Domain Events
Domain Events is a mechanism for notifying external clients of internal events in Stream/Flow. A client can register a subscription for domain events, together with a URL where notifications can be posted to. When an event occurs in the system, Flow will send a notification to Azure EventGrid, which in turn will notify registered subscribers. Normally, notification will be performed using POST calls to registered webhook urls, containing a payload with a json message with the event type, event date and any associated data such as CaseId.
A big difference between the legacy webhook API and the domain events is that now you don’t subscribe to individual event types. A domain event subscription, once setup, will result in a stream of all event types being posted to the destination URL. It is the responsibility of the webhook receiver to filter out the event types of interest.

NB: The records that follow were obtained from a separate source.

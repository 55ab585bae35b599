//! Phase 2: The Brain
//!
//! Responsible for:
//! - Finding the heaviest path through the trade DAG in one linear pass
//! - Reading the realized trades back off that path

mod extractor;
mod longest_path;

pub use extractor::{Trade, TradeExtractor};
pub use longest_path::{LongestPathSolver, Path, Relaxation};
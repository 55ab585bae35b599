//! Node and edge payloads for the trade graph

use serde::{Deserialize, Serialize};
use std::fmt;

/// A point in the trade graph.
///
/// `Time` and `Sell` share the same index domain but are distinct nodes:
/// a position closed at minute `t` cannot be reopened at minute `t`.
#[derive(Debug, Clone, Copy, PartialEq, Eq, Hash)]
pub enum Node {
    /// Uninvested, free to buy at this minute
    Time(usize),
    /// Just sold at this minute
    Sell(usize),
}

impl Node {
    pub fn index(&self) -> usize {
        match *self {
            Node::Time(index) | Node::Sell(index) => index,
        }
    }

    pub fn is_sell(&self) -> bool {
        matches!(self, Node::Sell(_))
    }
}

impl fmt::Display for Node {
    fn fmt(&self, f: &mut fmt::Formatter<'_>) -> fmt::Result {
        match self {
            Node::Time(index) => write!(f, "t{}", index),
            Node::Sell(index) => write!(f, "t{}:sell", index),
        }
    }
}

/// What an edge means
#[derive(Debug, Clone, Copy, PartialEq)]
pub enum EdgeKind {
    /// Open at `buy_value`, close at `sell_value`
    Trade { buy_value: f64, sell_value: f64 },
    /// Stay out of the market for one minute
    Wait,
    /// Become eligible to buy the minute after a sale
    Release,
}

/// Edge data in the trade graph
#[derive(Debug, Clone, Copy, PartialEq)]
pub struct EdgeData {
    pub kind: EdgeKind,
    pub weight: f64,
}

impl EdgeData {
    pub fn trade(buy_value: f64, sell_value: f64) -> Self {
        Self {
            kind: EdgeKind::Trade {
                buy_value,
                sell_value,
            },
            weight: sell_value - buy_value,
        }
    }

    pub fn wait() -> Self {
        Self {
            kind: EdgeKind::Wait,
            weight: 0.0,
        }
    }

    pub fn release() -> Self {
        Self {
            kind: EdgeKind::Release,
            weight: 0.0,
        }
    }

    pub fn is_trade(&self) -> bool {
        matches!(self.kind, EdgeKind::Trade { .. })
    }
}

/// Admissible hold durations in minutes, both ends inclusive
#[derive(Debug, Clone, Copy, PartialEq, Eq, Serialize, Deserialize)]
pub struct HoldWindow {
    pub min: usize,
    pub max: usize,
}

impl HoldWindow {
    pub const fn new(min: usize, max: usize) -> Self {
        Self { min, max }
    }

    /// Shortest series that can hold a single trade
    pub fn min_series_len(&self) -> usize {
        self.min + 1
    }

    /// Hold durations available to a position opened at `source` in a
    /// series of `len` samples. Shrinks near the tail so no sale lands
    /// past the last sample.
    pub fn durations(&self, source: usize, len: usize) -> std::ops::RangeInclusive<usize> {
        let last = len.saturating_sub(1);
        let upper = self.max.min(last.saturating_sub(source));
        self.min..=upper
    }
}

impl Default for HoldWindow {
    fn default() -> Self {
        Self::new(30, 59)
    }
}
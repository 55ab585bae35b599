//! Phase 0: Data Ingest
//!
//! Turns a delimited `timestamp,price` file into an in-memory price series.

mod loader;

pub use loader::{load_series, parse_series, LoadError, PriceSeries, Sample};
//! Decoding merged raw values into a typed [`Config`].

use crate::config::merger::{LayeredValues, Origin};
use crate::config::options::DEFAULT_PORT;
use crate::config::schema::{Config, OidcConfig, Setting, TelemetryConfig};
use crate::error::{Error, Result};

/// Converts a [`LayeredValues`] mapping into a [`Config`].
///
/// # Examples
///
/// ```
/// use headlamp_config::config::{ConfigDecoder, LayeredValues, Origin};
///
/// let mut values = LayeredValues::new();
/// values.set("port", "9000", Origin::Environment);
/// values.set("watch-plugins-changes", "false", Origin::Flag);
///
/// let config = ConfigDecoder::decode(&values).unwrap();
/// assert_eq!(config.port, 9000);
/// assert!(config.watch_plugins_changes.is_explicit());
/// ```
pub struct ConfigDecoder<'a> {
    values: &'a LayeredValues,
}

impl<'a> ConfigDecoder<'a> {
    /// Decode every option.
    ///
    /// Options absent from `values` decode to their type's zero value, or
    /// to `None`/[`Setting::Unset`] where the field tracks presence.
    ///
    /// # Errors
    ///
    /// Returns [`Error::Decode`] naming the first option whose raw value is
    /// not a valid literal of its type.
    pub fn decode(values: &'a LayeredValues) -> Result<Config> {
        let d = Self { values };

        Ok(Config {
            in_cluster: d.boolean("in-cluster")?,
            dev_mode: d.boolean("dev")?,
            insecure_ssl: d.boolean("insecure-ssl")?,
            enable_helm: d.boolean("enable-helm")?,
            enable_dynamic_clusters: d.boolean("enable-dynamic-clusters")?,
            watch_plugins_changes: d.setting("watch-plugins-changes", |v| {
                parse_bool("watch-plugins-changes", v)
            })?,
            listen_addr: d.text("listen-addr"),
            port: d.port("port")?.unwrap_or(DEFAULT_PORT),
            html_static_dir: d.text("html-static-dir"),
            plugins_dir: d.text("plugins-dir"),
            base_url: d.text("base-url"),
            proxy_urls: d.list("proxy-urls"),
            kubeconfig: d.setting("kubeconfig", |v| Ok(v.to_string()))?,
            skipped_kube_contexts: d.list("skipped-kube-contexts"),
            oidc: OidcConfig {
                client_id: d.text("oidc-client-id"),
                client_secret: d.text("oidc-client-secret"),
                idp_issuer_url: d.text("oidc-idp-issuer-url"),
                validator_client_id: d.text("oidc-validator-client-id"),
                validator_idp_issuer_url: d.text("oidc-validator-idp-issuer-url"),
                scopes: d.list("oidc-scopes"),
                use_access_token: d.boolean("oidc-use-access-token")?,
            },
            telemetry: TelemetryConfig {
                service_name: d.text("service-name"),
                service_version: d.optional_text("service-version"),
                tracing_enabled: d.optional_bool("tracing-enabled")?,
                metrics_enabled: d.optional_bool("metrics-enabled")?,
                sampling_rate: d.float("sampling-rate")?,
                jaeger_endpoint: d.optional_text("jaeger-endpoint"),
                otlp_endpoint: d.optional_text("otlp-endpoint"),
                use_otlp_http: d.optional_bool("use-otlp-http")?,
                stdout_trace_enabled: d.optional_bool("stdout-trace-enabled")?,
            },
        })
    }

    fn text(&self, key: &str) -> String {
        self.optional_text(key).unwrap_or_default()
    }

    fn optional_text(&self, key: &str) -> Option<String> {
        self.values.value(key).map(str::to_string)
    }

    fn list(&self, key: &str) -> Vec<String> {
        self.values.value(key).map(split_list).unwrap_or_default()
    }

    fn boolean(&self, key: &str) -> Result<bool> {
        Ok(self.optional_bool(key)?.unwrap_or(false))
    }

    fn optional_bool(&self, key: &str) -> Result<Option<bool>> {
        self.values
            .value(key)
            .map(|v| parse_bool(key, v))
            .transpose()
    }

    fn port(&self, key: &str) -> Result<Option<u16>> {
        self.values
            .value(key)
            .map(|v| {
                v.parse::<u16>().map_err(|_| Error::Decode {
                    key: key.to_string(),
                    value: v.to_string(),
                    expected: "a port number (0-65535)",
                })
            })
            .transpose()
    }

    fn float(&self, key: &str) -> Result<Option<f64>> {
        self.values
            .value(key)
            .map(|v| match v.parse::<f64>() {
                Ok(f) if f.is_finite() => Ok(f),
                _ => Err(Error::Decode {
                    key: key.to_string(),
                    value: v.to_string(),
                    expected: "a finite number",
                }),
            })
            .transpose()
    }

    fn setting<T>(&self, key: &str, decode: impl Fn(&str) -> Result<T>) -> Result<Setting<T>> {
        let Some(layered) = self.values.get(key) else {
            return Ok(Setting::Unset);
        };
        let value = decode(&layered.value)?;
        Ok(match layered.origin {
            Origin::Flag => Setting::Explicit(value),
            Origin::Default | Origin::Environment => Setting::Default(value),
        })
    }
}

/// Parse a boolean literal.
///
/// Accepts: true/1/yes/on/t for true, false/0/no/off/f for false
/// (case-insensitive).
pub(crate) fn parse_bool(key: &str, s: &str) -> Result<bool> {
    match s.to_lowercase().as_str() {
        "true" | "1" | "yes" | "on" | "t" => Ok(true),
        "false" | "0" | "no" | "off" | "f" => Ok(false),
        _ => Err(Error::Decode {
            key: key.to_string(),
            value: s.to_string(),
            expected: "a boolean (true/false/1/0/yes/no/on/off)",
        }),
    }
}

/// Split a comma-separated list, dropping blank entries.
fn split_list(s: &str) -> Vec<String> {
    s.split(',')
        .map(str::trim)
        .filter(|part| !part.is_empty())
        .map(str::to_string)
        .collect()
}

Contact support if you need to create a domain event subscription for your integration, as this must be set up by Broker AS. Azure EventGrid requires that systems that receive events by webhook validate the receiving endpoint within a short timeframe after subscription creation. See further details.
The WebHook payload will always contain as little information as possible, and it will be up to the integrator to use the Flow API to fetch extra information if needed.
It is important that the service that receives webhooks from Flow does so quickly. Any event processing must be decoupled from the process of receiving the webhook, in order to reduce latency and risk of timeouts. Default timeout is set to 5 seconds.
For testing purposes you can use a service like webhook.site to set up an endpoint that receives an event.
It is important to note that we cannot guarantee that events are sent 100% of the time. EventGrid supports automatic re-notification on failure of delivery. Where delivery is critical it is recommended integrators have a backup plan (for instance a repeating job that does updates the data every night).
Domain Events will eventually completely supersede the webhooks functionality.